- TO DO
All of the records must be given again exactly.

Records from a dataset:
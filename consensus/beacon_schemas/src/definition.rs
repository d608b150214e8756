//! The serde-able file format for record definitions.
//!
//! ```yaml
//! - name: Deposit
//!   fields:
//!     - [branch, [bytes32]]
//!     - [index, uint64]
//!     - [depositData, DepositData]
//! ```
use serde::{Deserialize, Serialize};
use std::fmt;

/// Name used in schema files for a list of `uint8`.
pub const BYTE_LIST_NAME: &str = "bytes";

/// One named record and its ordered fields.
#[derive(Debug, PartialEq, Clone, Serialize, Deserialize)]
#[serde(deny_unknown_fields)]
pub struct RecordDefinition {
    pub name: String,
    pub fields: Vec<FieldDefinition>,
}

/// A `[name, type]` pair.
#[derive(Debug, PartialEq, Clone, Serialize, Deserialize)]
pub struct FieldDefinition(pub String, pub TypeExpr);

impl FieldDefinition {
    pub fn name(&self) -> &str {
        &self.0
    }

    pub fn type_expr(&self) -> &TypeExpr {
        &self.1
    }
}

/// A reference to a type from within a field definition.
#[derive(Debug, PartialEq, Clone, Serialize, Deserialize)]
#[serde(try_from = "RawTypeExpr", into = "RawTypeExpr")]
pub enum TypeExpr {
    /// A primitive, `bytes` or the name of a record.
    Named(String),
    /// `[T]` or `{list: T, max_len: N}`.
    List {
        element: Box<TypeExpr>,
        max_len: Option<usize>,
    },
}

impl TypeExpr {
    pub fn named(name: impl Into<String>) -> Self {
        TypeExpr::Named(name.into())
    }

    pub fn list(element: TypeExpr) -> Self {
        TypeExpr::List {
            element: Box::new(element),
            max_len: None,
        }
    }

    pub fn bounded_list(element: TypeExpr, max_len: usize) -> Self {
        TypeExpr::List {
            element: Box::new(element),
            max_len: Some(max_len),
        }
    }
}

impl fmt::Display for TypeExpr {
    fn fmt(&self, f: &mut fmt::Formatter) -> fmt::Result {
        match self {
            TypeExpr::Named(name) => write!(f, "{}", name),
            TypeExpr::List {
                element,
                max_len: None,
            } => write!(f, "[{}]", element),
            TypeExpr::List {
                element,
                max_len: Some(max_len),
            } => write!(f, "{{list: {}, max_len: {}}}", element, max_len),
        }
    }
}

#[derive(Serialize, Deserialize)]
#[serde(deny_unknown_fields)]
struct BoundedList {
    list: Box<TypeExpr>,
    max_len: usize,
}

/// The shapes a type expression may take in a file, before the list form is validated.
#[derive(Serialize, Deserialize)]
#[serde(untagged)]
enum RawTypeExpr {
    Named(String),
    List(Vec<TypeExpr>),
    Bounded(BoundedList),
}

impl TryFrom<RawTypeExpr> for TypeExpr {
    type Error = String;

    fn try_from(raw: RawTypeExpr) -> Result<Self, Self::Error> {
        match raw {
            RawTypeExpr::Named(name) => Ok(TypeExpr::Named(name)),
            RawTypeExpr::List(mut elements) => {
                if elements.len() == 1 {
                    Ok(TypeExpr::list(elements.remove(0)))
                } else {
                    Err(format!(
                        "a list type must name exactly one element type, found {}",
                        elements.len()
                    ))
                }
            }
            RawTypeExpr::Bounded(BoundedList { list, max_len }) => Ok(TypeExpr::List {
                element: list,
                max_len: Some(max_len),
            }),
        }
    }
}

impl From<TypeExpr> for RawTypeExpr {
    fn from(expr: TypeExpr) -> Self {
        match expr {
            TypeExpr::Named(name) => RawTypeExpr::Named(name),
            TypeExpr::List {
                element,
                max_len: None,
            } => RawTypeExpr::List(vec![*element]),
            TypeExpr::List {
                element,
                max_len: Some(max_len),
            } => RawTypeExpr::Bounded(BoundedList {
                list: element,
                max_len,
            }),
        }
    }
}

/// Parses a YAML sequence of record definitions.
pub fn parse_definitions(yaml: &str) -> Result<Vec<RecordDefinition>, serde_yaml::Error> {
    serde_yaml::from_str(yaml)
}

#[cfg(test)]
mod tests {
    use super::*;

    #[test]
    fn parse_all_type_forms() {
        let yaml = r#"
- name: Attestation
  fields:
    - [aggregationBitfield, bytes]
    - [data, AttestationData]
    - [indices, [uint64]]
    - [roots, {list: bytes32, max_len: 4}]
    - [nested, [[uint16]]]
"#;

        let definitions = parse_definitions(yaml).unwrap();

        assert_eq!(
            definitions,
            vec![RecordDefinition {
                name: "Attestation".into(),
                fields: vec![
                    FieldDefinition("aggregationBitfield".into(), TypeExpr::named("bytes")),
                    FieldDefinition("data".into(), TypeExpr::named("AttestationData")),
                    FieldDefinition("indices".into(), TypeExpr::list(TypeExpr::named("uint64"))),
                    FieldDefinition(
                        "roots".into(),
                        TypeExpr::bounded_list(TypeExpr::named("bytes32"), 4)
                    ),
                    FieldDefinition(
                        "nested".into(),
                        TypeExpr::list(TypeExpr::list(TypeExpr::named("uint16")))
                    ),
                ],
            }]
        );
    }

    #[test]
    fn list_needs_one_element_type() {
        assert!(parse_definitions("- name: A\n  fields:\n    - [a, []]\n").is_err());
        assert!(parse_definitions("- name: A\n  fields:\n    - [a, [uint8, uint16]]\n").is_err());
    }

    #[test]
    fn unknown_keys_rejected() {
        assert!(parse_definitions("- name: A\n  feilds: []\n").is_err());
        assert!(
            parse_definitions("- name: A\n  fields:\n    - [a, {list: uint8, max: 4}]\n").is_err()
        );
    }

    #[test]
    fn yaml_round_trip() {
        let definition = RecordDefinition {
            name: "CrosslinkCommittee".into(),
            fields: vec![
                FieldDefinition("shard".into(), TypeExpr::named("uint64")),
                FieldDefinition(
                    "validatorIndices".into(),
                    TypeExpr::bounded_list(TypeExpr::named("uint64"), 1024),
                ),
            ],
        };

        let yaml = serde_yaml::to_string(&vec![definition.clone()]).unwrap();

        assert_eq!(parse_definitions(&yaml).unwrap(), vec![definition]);
    }

    #[test]
    fn display() {
        assert_eq!(
            TypeExpr::list(TypeExpr::bounded_list(TypeExpr::named("bytes32"), 2)).to_string(),
            "[{list: bytes32, max_len: 2}]"
        );
    }
}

- COMPLETED TASK
filename consensus/beacon_schemas/src/definition.rs
repository d608b150214e8756
//! The serde-able file format for record definitions.
//!
//! ```yaml
//! - name: Deposit
//!   fields:
//!     - [branch, [bytes32]]
//!     - [index, uint64]
//!     - [depositData, DepositData]
//! ```
use serde::{Deserialize, Serialize};
use std::fmt;

/// Name used in schema files for a list of `uint8`.
pub const BYTE_LIST_NAME: &str = "bytes";

/// One named record and its ordered fields.
#[derive(Debug, PartialEq, Clone, Serialize, Deserialize)]
#[serde(deny_unknown_fields)]
pub struct RecordDefinition {
    pub name: String,
    pub fields: Vec<FieldDefinition>,
}

/// A `[name, type]` pair.
#[derive(Debug, PartialEq, Clone, Serialize, Deserialize)]
pub struct FieldDefinition(pub String, pub TypeExpr);

impl FieldDefinition {
    pub fn name(&self) -> &str {
        &self.0
    }

    pub fn type_expr(&self) -> &TypeExpr {
        &self.1
    }
}

/// A reference to a type from within a field definition.
#[derive(Debug, PartialEq, Clone, Serialize, Deserialize)]
#[serde(try_from = "RawTypeExpr", into = "RawTypeExpr")]
pub enum TypeExpr {
    /// A primitive, `bytes` or the name of a record.
    Named(String),
    /// `[T]` or `{list: T, max_len: N}`.
    List {
        element: Box<TypeExpr>,
        max_len: Option<usize>,
    },
}

impl TypeExpr {
    pub fn named(name: impl Into<String>) -> Self {
        TypeExpr::Named(name.into())
    }

    pub fn list(element: TypeExpr) -> Self {
        TypeExpr::List {
            element: Box::new(element),
            max_len: None,
        }
    }

    pub fn bounded_list(element: TypeExpr, max_len: usize) -> Self {
        TypeExpr::List {
            element: Box::new(element),
            max_len: Some(max_len),
        }
    }
}

impl fmt::Display for TypeExpr {
    fn fmt(&self, f: &mut fmt::Formatter) -> fmt::Result {
        match self {
            TypeExpr::Named(name) => write!(f, "{}", name),
            TypeExpr::List {
                element,
                max_len: None,
            } => write!(f, "[{}]", element),
            TypeExpr::List {
                element,
                max_len: Some(max_len),
            } => write!(f, "{{list: {}, max_len: {}}}", element, max_len),
        }
    }
}

#[derive(Serialize, Deserialize)]
#[serde(deny_unknown_fields)]
struct BoundedList {
    list: Box<TypeExpr>,
    max_len: usize,
}

/// The shapes a type expression may take in a file, before the list form is validated.
#[derive(Serialize, Deserialize)]
#[serde(untagged)]
enum RawTypeExpr {
    Named(String),
    List(Vec<TypeExpr>),
    Bounded(BoundedList),
}

impl TryFrom<RawTypeExpr> for TypeExpr {
    type Error = String;

    fn try_from(raw: RawTypeExpr) -> Result<Self, Self::Error> {
        match raw {
            RawTypeExpr::Named(name) => Ok(TypeExpr::Named(name)),
            RawTypeExpr::List(mut elements) => {
                if elements.len() == 1 {
                    Ok(TypeExpr::list(elements.remove(0)))
                } else {
                    Err(format!(
                        "a list type must name exactly one element type, found {}",
                        elements.len()
                    ))
                }
            }
            RawTypeExpr::Bounded(BoundedList { list, max_len }) => Ok(TypeExpr::List {
                element: list,
                max_len: Some(max_len),
            }),
        }
    }
}

impl From<TypeExpr> for RawTypeExpr {
    fn from(expr: TypeExpr) -> Self {
        match expr {
            TypeExpr::Named(name) => RawTypeExpr::Named(name),
            TypeExpr::List {
                element,
                max_len: None,
            } => RawTypeExpr::List(vec![*element]),
            TypeExpr::List {
                element,
                max_len: Some(max_len),
            } => RawTypeExpr::Bounded(BoundedList {
                list: element,
                max_len,
            }),
        }
    }
}

/// Parses a YAML sequence of record definitions.
pub fn parse_definitions(yaml: &str) -> Result<Vec<RecordDefinition>, serde_yaml::Error> {
    serde_yaml::from_str(yaml)
}

#[cfg(test)]
mod tests {
    use super::*;

    #[test]
    fn parse_all_type_forms() {
        let yaml = r#"
- name: Attestation
  fields:
    - [aggregationBitfield, bytes]
    - [data, AttestationData]
    - [indices, [uint64]]
    - [roots, {list: bytes32, max_len: 4}]
    - [nested, [[uint16]]]
"#;

        let definitions = parse_definitions(yaml).unwrap();

        assert_eq!(
            definitions,
            vec![RecordDefinition {
                name: "Attestation".into(),
                fields: vec![
                    FieldDefinition("aggregationBitfield".into(), TypeExpr::named("bytes")),
                    FieldDefinition("data".into(), TypeExpr::named("AttestationData")),
                    FieldDefinition("indices".into(), TypeExpr::list(TypeExpr::named("uint64"))),
                    FieldDefinition(
                        "roots".into(),
                        TypeExpr::bounded_list(TypeExpr::named("bytes32"), 4)
                    ),
                    FieldDefinition(
                        "nested".into(),
                        TypeExpr::list(TypeExpr::list(TypeExpr::named("uint16")))
                    ),
                ],
            }]
        );
    }

    #[test]
    fn list_needs_one_element_type() {
        assert!(parse_definitions("- name: A\n  fields:\n    - [a, []]\n").is_err());
        assert!(parse_definitions("- name: A\n  fields:\n    - [a, [uint8, uint16]]\n").is_err());
    }

    #[test]
    fn unknown_keys_rejected() {
        assert!(parse_definitions("- name: A\n  feilds: []\n").is_err());
        assert!(
            parse_definitions("- name: A\n  fields:\n    - [a, {list: uint8, max: 4}]\n").is_err()
        );
    }

    #[test]
    fn yaml_round_trip() {
        let definition = RecordDefinition {
            name: "CrosslinkCommittee".into(),
            fields: vec![
                FieldDefinition("shard".into(), TypeExpr::named("uint64")),
                FieldDefinition(
                    "validatorIndices".into(),
                    TypeExpr::bounded_list(TypeExpr::named("uint64"), 1024),
                ),
            ],
        };

        let yaml = serde_yaml::to_string(&vec![definition.clone()]).unwrap();

        assert_eq!(parse_definitions(&yaml).unwrap(), vec![definition]);
    }

    #[test]
    fn display() {
        assert_eq!(
            TypeExpr::list(TypeExpr::bounded_list(TypeExpr::named("bytes32"), 2)).to_string(),
            "[{list: bytes32, max_len: 2}]"
        );
    }
}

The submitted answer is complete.